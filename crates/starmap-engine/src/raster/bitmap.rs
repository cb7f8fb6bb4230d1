use std::fmt;
use std::path::Path as FsPath;

use resvg::tiny_skia as sk;
use resvg::usvg;

/// Error returned by [`Bitmap::load`].
#[derive(Debug)]
pub enum BitmapError {
    Io(std::io::Error),
    Decode(String),
    /// Decoded fine but has zero width or height.
    Empty,
}

impl fmt::Display for BitmapError {
    fn fmt(&self, f: &mut fmt::Formatter<'_>) -> fmt::Result {
        match self {
            BitmapError::Io(e) => write!(f, "image read error: {e}"),
            BitmapError::Decode(msg) => write!(f, "image decode error: {msg}"),
            BitmapError::Empty => f.write_str("image has zero size"),
        }
    }
}

impl std::error::Error for BitmapError {
    fn source(&self) -> Option<&(dyn std::error::Error + 'static)> {
        match self {
            BitmapError::Io(e) => Some(e),
            _ => None,
        }
    }
}

impl From<std::io::Error> for BitmapError {
    fn from(e: std::io::Error) -> Self {
        BitmapError::Io(e)
    }
}

/// Decoded, premultiplied RGBA image ready for drawing.
#[derive(Clone)]
pub struct Bitmap {
    pixmap: sk::Pixmap,
}

impl Bitmap {
    /// Builds a bitmap from straight-alpha RGBA bytes.
    ///
    /// Returns `None` if the size is zero or `data` is not `width * height * 4` bytes.
    pub fn from_rgba8(width: u32, height: u32, data: &[u8]) -> Option<Self> {
        if data.len() != (width as usize) * (height as usize) * 4 {
            return None;
        }
        let mut pixmap = sk::Pixmap::new(width, height)?;
        for (dst, src) in pixmap.pixels_mut().iter_mut().zip(data.chunks_exact(4)) {
            *dst = sk::ColorU8::from_rgba(src[0], src[1], src[2], src[3]).premultiply();
        }
        Some(Self { pixmap })
    }

    /// Reads and decodes an image file.
    ///
    /// `.svg` files are rendered at their intrinsic size with resvg; anything
    /// else goes through the `image` decoders.
    pub fn load(path: &FsPath) -> Result<Self, BitmapError> {
        let bytes = std::fs::read(path)?;
        let is_svg = path
            .extension()
            .is_some_and(|ext| ext.eq_ignore_ascii_case("svg"));
        if is_svg {
            Self::decode_svg(&bytes)
        } else {
            Self::decode_raster(&bytes)
        }
    }

    fn decode_raster(bytes: &[u8]) -> Result<Self, BitmapError> {
        let rgba = image::load_from_memory(bytes)
            .map_err(|e| BitmapError::Decode(e.to_string()))?
            .to_rgba8();
        Self::from_rgba8(rgba.width(), rgba.height(), rgba.as_raw()).ok_or(BitmapError::Empty)
    }

    fn decode_svg(bytes: &[u8]) -> Result<Self, BitmapError> {
        let tree = usvg::Tree::from_data(bytes, &usvg::Options::default())
            .map_err(|e| BitmapError::Decode(e.to_string()))?;
        let size = tree.size().to_int_size();
        let mut pixmap = sk::Pixmap::new(size.width(), size.height()).ok_or(BitmapError::Empty)?;
        resvg::render(&tree, sk::Transform::default(), &mut pixmap.as_mut());
        Ok(Self { pixmap })
    }

    #[inline]
    pub fn width(&self) -> u32 {
        self.pixmap.width()
    }

    #[inline]
    pub fn height(&self) -> u32 {
        self.pixmap.height()
    }

    #[inline]
    pub(crate) fn pixmap(&self) -> &sk::Pixmap {
        &self.pixmap
    }
}

impl fmt::Debug for Bitmap {
    fn fmt(&self, f: &mut fmt::Formatter<'_>) -> fmt::Result {
        f.debug_struct("Bitmap")
            .field("width", &self.width())
            .field("height", &self.height())
            .finish()
    }
}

+-------+

Your goal: In the records, which lines mention the word "Decoded"? Copy those lines.

Solution:
    /// Decoded fine but has zero width or height.
/// Decoded, premultiplied RGBA image ready for drawing.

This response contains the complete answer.